• [Goal of the exercise]: Write all of the entries again. Keep them exactly as they are.

• [Provided data]:
use std::collections::VecDeque;

use loadmgr_model::LoadWindow;

use super::clamp_percent;

/// Three sliding windows over one load sample stream.
///
/// Every recorded sample lands in all windows at once; each window drops its oldest sample once it is full.
#[derive(Debug, Clone)]
pub struct LoadHistory {
    windows: [VecDeque<f64>; 3],
    recorded: u64,
}

impl LoadHistory {
    pub fn new() -> Self {
        Self {
            windows: LoadWindow::ALL.map(|w| VecDeque::with_capacity(w.capacity())),
            recorded: 0,
        }
    }

    /// Append a sample to every window, evicting the oldest entries past capacity.
    pub fn record(&mut self, sample: f64) {
        let sample = clamp_percent(sample);
        for window in LoadWindow::ALL {
            let buf = &mut self.windows[window.index()];
            while buf.len() >= window.capacity() {
                buf.pop_front();
            }
            buf.push_back(sample);
        }
        self.recorded += 1;
    }

    /// Arithmetic mean of the window, `0.0` when empty.
    pub fn average(&self, window: LoadWindow) -> f64 {
        let buf = &self.windows[window.index()];
        if buf.is_empty() {
            return 0.0;
        }
        buf.iter().sum::<f64>() / buf.len() as f64
    }

    pub fn len(&self, window: LoadWindow) -> usize {
        self.windows[window.index()].len()
    }

    pub fn is_empty(&self) -> bool {
        self.recorded == 0
    }

    /// Returns `true` once the window holds `capacity` samples.
    pub fn is_full(&self, window: LoadWindow) -> bool {
        self.len(window) == window.capacity()
    }

    /// Samples currently held by the window, oldest first.
    pub fn samples(&self, window: LoadWindow) -> impl Iterator<Item = f64> + '_ {
        self.windows[window.index()].iter().copied()
    }

    /// Total number of samples recorded, including evicted ones.
    #[inline]
    pub fn recorded(&self) -> u64 {
        self.recorded
    }
}

impl Default for LoadHistory {
    fn default() -> Self {
        Self::new()
    }
}

#[cfg(test)]
mod tests {
    use super::*;

    #[test]
    fn empty_history_averages_zero() {
        let h = LoadHistory::new();
        assert!(h.is_empty());
        for w in LoadWindow::ALL {
            assert_eq!(h.average(w), 0.0);
            assert_eq!(h.len(w), 0);
        }
    }

    #[test]
    fn record_updates_all_windows() {
        let mut h = LoadHistory::new();
        h.record(10.0);
        h.record(30.0);

        for w in LoadWindow::ALL {
            assert_eq!(h.len(w), 2);
            assert_eq!(h.average(w), 20.0);
        }
        assert_eq!(h.recorded(), 2);
    }

    #[test]
    fn short_window_evicts_oldest_first() {
        let mut h = LoadHistory::new();
        for i in 0..=60 {
            h.record(i as f64);
        }

        assert_eq!(h.len(LoadWindow::Short), 60);
        assert!(h.is_full(LoadWindow::Short));
        let kept: Vec<f64> = h.samples(LoadWindow::Short).collect();
        assert_eq!(kept.first(), Some(&1.0));
        assert_eq!(kept.last(), Some(&60.0));

        // Longer windows still hold the evicted sample.
        assert_eq!(h.len(LoadWindow::Medium), 61);
        assert_eq!(h.samples(LoadWindow::Medium).next(), Some(0.0));
    }

    #[test]
    fn windows_never_exceed_capacity() {
        let mut h = LoadHistory::new();
        for i in 0..1000 {
            h.record((i % 101) as f64);
        }
        for w in LoadWindow::ALL {
            assert_eq!(h.len(w), w.capacity());
            let avg = h.average(w);
            assert!((0.0..=100.0).contains(&avg));
        }
        assert_eq!(h.recorded(), 1000);
    }

    #[test]
    fn out_of_range_samples_are_clamped() {
        let mut h = LoadHistory::new();
        h.record(500.0);
        h.record(-5.0);
        h.record(f64::NAN);
        let kept: Vec<f64> = h.samples(LoadWindow::Short).collect();
        assert_eq!(kept, vec![100.0, 0.0, 0.0]);
    }
}
mod load_snapshot;
pub use load_snapshot::LoadSnapshot;

mod load_window;
pub use load_window::LoadWindow;

mod metadata;
pub use metadata::Metadata;

mod task_outcome;
pub use task_outcome::TaskOutcome;
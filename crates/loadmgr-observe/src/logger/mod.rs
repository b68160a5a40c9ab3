mod config;
mod error;
mod format;
mod log;

pub use config::{ENV_FORMAT, ENV_LEVEL, ENV_RUN_TIMINGS, LoggerConfig};
pub use error::LoggerError;
pub use format::LoggerFormat;
pub use log::DEFAULT_FILTER;

/// Install the global `tracing` subscriber described by `cfg`.
///
/// Fails with [`LoggerError::AlreadyInitialized`] when a global subscriber is already set.
pub fn logger_init(cfg: &LoggerConfig) -> Result<(), LoggerError> {
    log::install(cfg)
}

• [Answer section]:
use std::collections::VecDeque;

use loadmgr_model::LoadWindow;

use super::clamp_percent;

/// Three sliding windows over one load sample stream.
///
/// Every recorded sample lands in all windows at once; each window drops its oldest sample once it is full.
#[derive(Debug, Clone)]
pub struct LoadHistory {
    windows: [VecDeque<f64>; 3],
    recorded: u64,
}

impl LoadHistory {
    pub fn new() -> Self {
        Self {
            windows: LoadWindow::ALL.map(|w| VecDeque::with_capacity(w.capacity())),
            recorded: 0,
        }
    }

    /// Append a sample to every window, evicting the oldest entries past capacity.
    pub fn record(&mut self, sample: f64) {
        let sample = clamp_percent(sample);
        for window in LoadWindow::ALL {
            let buf = &mut self.windows[window.index()];
            while buf.len() >= window.capacity() {
                buf.pop_front();
            }
            buf.push_back(sample);
        }
        self.recorded += 1;
    }

    /// Arithmetic mean of the window, `0.0` when empty.
    pub fn average(&self, window: LoadWindow) -> f64 {
        let buf = &self.windows[window.index()];
        if buf.is_empty() {
            return 0.0;
        }
        buf.iter().sum::<f64>() / buf.len() as f64
    }

    pub fn len(&self, window: LoadWindow) -> usize {
        self.windows[window.index()].len()
    }

    pub fn is_empty(&self) -> bool {
        self.recorded == 0
    }

    /// Returns `true` once the window holds `capacity` samples.
    pub fn is_full(&self, window: LoadWindow) -> bool {
        self.len(window) == window.capacity()
    }

    /// Samples currently held by the window, oldest first.
    pub fn samples(&self, window: LoadWindow) -> impl Iterator<Item = f64> + '_ {
        self.windows[window.index()].iter().copied()
    }

    /// Total number of samples recorded, including evicted ones.
    #[inline]
    pub fn recorded(&self) -> u64 {
        self.recorded
    }
}

impl Default for LoadHistory {
    fn default() -> Self {
        Self::new()
    }
}

#[cfg(test)]
mod tests {
    use super::*;

    #[test]
    fn empty_history_averages_zero() {
        let h = LoadHistory::new();
        assert!(h.is_empty());
        for w in LoadWindow::ALL {
            assert_eq!(h.average(w), 0.0);
            assert_eq!(h.len(w), 0);
        }
    }

    #[test]
    fn record_updates_all_windows() {
        let mut h = LoadHistory::new();
        h.record(10.0);
        h.record(30.0);

        for w in LoadWindow::ALL {
            assert_eq!(h.len(w), 2);
            assert_eq!(h.average(w), 20.0);
        }
        assert_eq!(h.recorded(), 2);
    }

    #[test]
    fn short_window_evicts_oldest_first() {
        let mut h = LoadHistory::new();
        for i in 0..=60 {
            h.record(i as f64);
        }

        assert_eq!(h.len(LoadWindow::Short), 60);
        assert!(h.is_full(LoadWindow::Short));
        let kept: Vec<f64> = h.samples(LoadWindow::Short).collect();
        assert_eq!(kept.first(), Some(&1.0));
        assert_eq!(kept.last(), Some(&60.0));

        // Longer windows still hold the evicted sample.
        assert_eq!(h.len(LoadWindow::Medium), 61);
        assert_eq!(h.samples(LoadWindow::Medium).next(), Some(0.0));
    }

    #[test]
    fn windows_never_exceed_capacity() {
        let mut h = LoadHistory::new();
        for i in 0..1000 {
            h.record((i % 101) as f64);
        }
        for w in LoadWindow::ALL {
            assert_eq!(h.len(w), w.capacity());
            let avg = h.average(w);
            assert!((0.0..=100.0).contains(&avg));
        }
        assert_eq!(h.recorded(), 1000);
    }

    #[test]
    fn out_of_range_samples_are_clamped() {
        let mut h = LoadHistory::new();
        h.record(500.0);
        h.record(-5.0);
        h.record(f64::NAN);
        let kept: Vec<f64> = h.samples(LoadWindow::Short).collect();
        assert_eq!(kept, vec![100.0, 0.0, 0.0]);
    }
}
mod load_snapshot;
pub use load_snapshot::LoadSnapshot;

mod load_window;
pub use load_window::LoadWindow;

mod metadata;
pub use metadata::Metadata;

mod task_outcome;
pub use task_outcome::TaskOutcome;
filename crates/loadmgr-observe/src/logger/mod.rs
repository b68160a5a40c9ab3
mod config;
mod error;
mod format;
mod log;

pub use config::{ENV_FORMAT, ENV_LEVEL, ENV_RUN_TIMINGS, LoggerConfig};
pub use error::LoggerError;
pub use format::LoggerFormat;
pub use log::DEFAULT_FILTER;

/// Install the global `tracing` subscriber described by `cfg`.
///
/// Fails with [`LoggerError::AlreadyInitialized`] when a global subscriber is already set.
pub fn logger_init(cfg: &LoggerConfig) -> Result<(), LoggerError> {
    log::install(cfg)
}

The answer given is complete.